━━━━━ Data listing ━━━━━
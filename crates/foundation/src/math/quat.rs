//! Unit quaternions for camera orientation.
//!
//! Storage order is `[x, y, z, w]`, matching the layout animation backends
//! expect for quaternion keyframe tracks.

use serde::{Deserialize, Serialize};

use super::Vec3;

#[derive(Debug, Copy, Clone, PartialEq, Serialize, Deserialize)]
#[serde(from = "[f64; 4]", into = "[f64; 4]")]
pub struct Quat {
    pub x: f64,
    pub y: f64,
    pub z: f64,
    pub w: f64,
}

impl Default for Quat {
    fn default() -> Self {
        Self::IDENTITY
    }
}

impl From<[f64; 4]> for Quat {
    fn from(q: [f64; 4]) -> Self {
        Self::new(q[0], q[1], q[2], q[3])
    }
}

impl From<Quat> for [f64; 4] {
    fn from(q: Quat) -> Self {
        q.to_array()
    }
}

impl Quat {
    pub const IDENTITY: Quat = Quat {
        x: 0.0,
        y: 0.0,
        z: 0.0,
        w: 1.0,
    };

    pub fn new(x: f64, y: f64, z: f64, w: f64) -> Self {
        Self { x, y, z, w }
    }

    pub fn to_array(self) -> [f64; 4] {
        [self.x, self.y, self.z, self.w]
    }

    pub fn dot(self, other: Self) -> f64 {
        self.x * other.x + self.y * other.y + self.z * other.z + self.w * other.w
    }

    /// Quaternion multiplication: `self * other`.
    pub fn mul(self, b: Self) -> Self {
        let a = self;
        Self::new(
            a.w * b.x + a.x * b.w + a.y * b.z - a.z * b.y,
            a.w * b.y - a.x * b.z + a.y * b.w + a.z * b.x,
            a.w * b.z + a.x * b.y - a.y * b.x + a.z * b.w,
            a.w * b.w - a.x * b.x - a.y * b.y - a.z * b.z,
        )
    }

    pub fn normalize(self) -> Self {
        let n = self.dot(self).sqrt();
        if n > 1e-10 {
            Self::new(self.x / n, self.y / n, self.z / n, self.w / n)
        } else {
            Self::IDENTITY
        }
    }

    /// Inverse for unit quaternions.
    pub fn conjugate(self) -> Self {
        Self::new(-self.x, -self.y, -self.z, self.w)
    }

    /// Rotate a vector by a unit quaternion.
    pub fn rotate(self, v: Vec3) -> Vec3 {
        let qv = Vec3::new(self.x, self.y, self.z);
        let t = qv.cross(v) * 2.0;
        v + t * self.w + qv.cross(t)
    }

    /// Rotation angle in radians.
    pub fn angle(self) -> f64 {
        2.0 * self.w.clamp(-1.0, 1.0).abs().acos()
    }

    /// Spherical linear interpolation along the shorter arc.
    pub fn slerp(self, other: Self, t: f64) -> Self {
        let a = self;
        let mut b = other;
        let mut dot = a.dot(b);

        if dot < 0.0 {
            b = Self::new(-b.x, -b.y, -b.z, -b.w);
            dot = -dot;
        }

        // Nearly parallel: fall back to normalized lerp.
        if dot > 0.9995 {
            return Self::new(
                a.x + t * (b.x - a.x),
                a.y + t * (b.y - a.y),
                a.z + t * (b.z - a.z),
                a.w + t * (b.w - a.w),
            )
            .normalize();
        }

        let theta_0 = dot.clamp(-1.0, 1.0).acos();
        let theta = theta_0 * t;
        let sin_theta = theta.sin();
        let sin_theta_0 = theta_0.sin();

        let s0 = theta.cos() - dot * sin_theta / sin_theta_0;
        let s1 = sin_theta / sin_theta_0;

        Self::new(
            s0 * a.x + s1 * b.x,
            s0 * a.y + s1 * b.y,
            s0 * a.z + s1 * b.z,
            s0 * a.w + s1 * b.w,
        )
    }

    /// Quaternion rotating unit vector `a` onto unit vector `b`.
    pub fn from_unit_vectors(a: Vec3, b: Vec3) -> Self {
        let dot = a.dot(b).clamp(-1.0, 1.0);

        if dot < -0.999999 {
            let mut axis = Vec3::new(1.0, 0.0, 0.0).cross(a);
            if axis.length_squared() < 1e-12 {
                axis = Vec3::new(0.0, 1.0, 0.0).cross(a);
            }
            let axis = axis.normalize_or_zero();
            return Self::new(axis.x, axis.y, axis.z, 0.0);
        }

        if dot > 0.999999 {
            return Self::IDENTITY;
        }

        let axis = a.cross(b);
        Self::new(axis.x, axis.y, axis.z, 1.0 + dot).normalize()
    }

    /// Orientation from an orthonormal basis given as matrix columns.
    pub fn from_basis(x_axis: Vec3, y_axis: Vec3, z_axis: Vec3) -> Self {
        let (m00, m01, m02) = (x_axis.x, y_axis.x, z_axis.x);
        let (m10, m11, m12) = (x_axis.y, y_axis.y, z_axis.y);
        let (m20, m21, m22) = (x_axis.z, y_axis.z, z_axis.z);

        let trace = m00 + m11 + m22;
        let q = if trace > 0.0 {
            let s = 0.5 / (trace + 1.0).sqrt();
            Self::new((m21 - m12) * s, (m02 - m20) * s, (m10 - m01) * s, 0.25 / s)
        } else if m00 > m11 && m00 > m22 {
            let s = 2.0 * (1.0 + m00 - m11 - m22).sqrt();
            Self::new(0.25 * s, (m01 + m10) / s, (m02 + m20) / s, (m21 - m12) / s)
        } else if m11 > m22 {
            let s = 2.0 * (1.0 + m11 - m00 - m22).sqrt();
            Self::new((m01 + m10) / s, 0.25 * s, (m12 + m21) / s, (m02 - m20) / s)
        } else {
            let s = 2.0 * (1.0 + m22 - m00 - m11).sqrt();
            Self::new((m02 + m20) / s, (m12 + m21) / s, 0.25 * s, (m10 - m01) / s)
        };
        q.normalize()
    }

    /// Camera orientation looking from `eye` toward `target`.
    ///
    /// The camera looks down its local -Z axis, so `rotate(-Z)` points at the
    /// target. Degenerate inputs (eye == target, forward parallel to `up`) are
    /// nudged the same way common scene graphs do it rather than producing NaN.
    pub fn look_at(eye: Vec3, target: Vec3, up: Vec3) -> Self {
        let z = (eye - target).normalize().unwrap_or(Vec3::new(0.0, 0.0, 1.0));

        let mut x = up.cross(z);
        if x.length_squared() < 1e-24 {
            let nudged = if up.z.abs() > 0.999_999 {
                Vec3::new(z.x + 1e-4, z.y, z.z)
            } else {
                Vec3::new(z.x, z.y, z.z + 1e-4)
            };
            x = up.cross(nudged.normalize_or_zero());
        }
        let x = x.normalize_or_zero();
        let y = z.cross(x);

        Self::from_basis(x, y, z)
    }

    /// The direction the camera looks at (local -Z rotated into world space).
    pub fn forward(self) -> Vec3 {
        self.rotate(Vec3::new(0.0, 0.0, -1.0))
    }
}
━━━━━
**The problem:**
Using the listing, copy every line where the word "serde" shows up.

**The completed task:**
use serde::{Deserialize, Serialize};
#[serde(from = "[f64; 4]", into = "[f64; 4]")]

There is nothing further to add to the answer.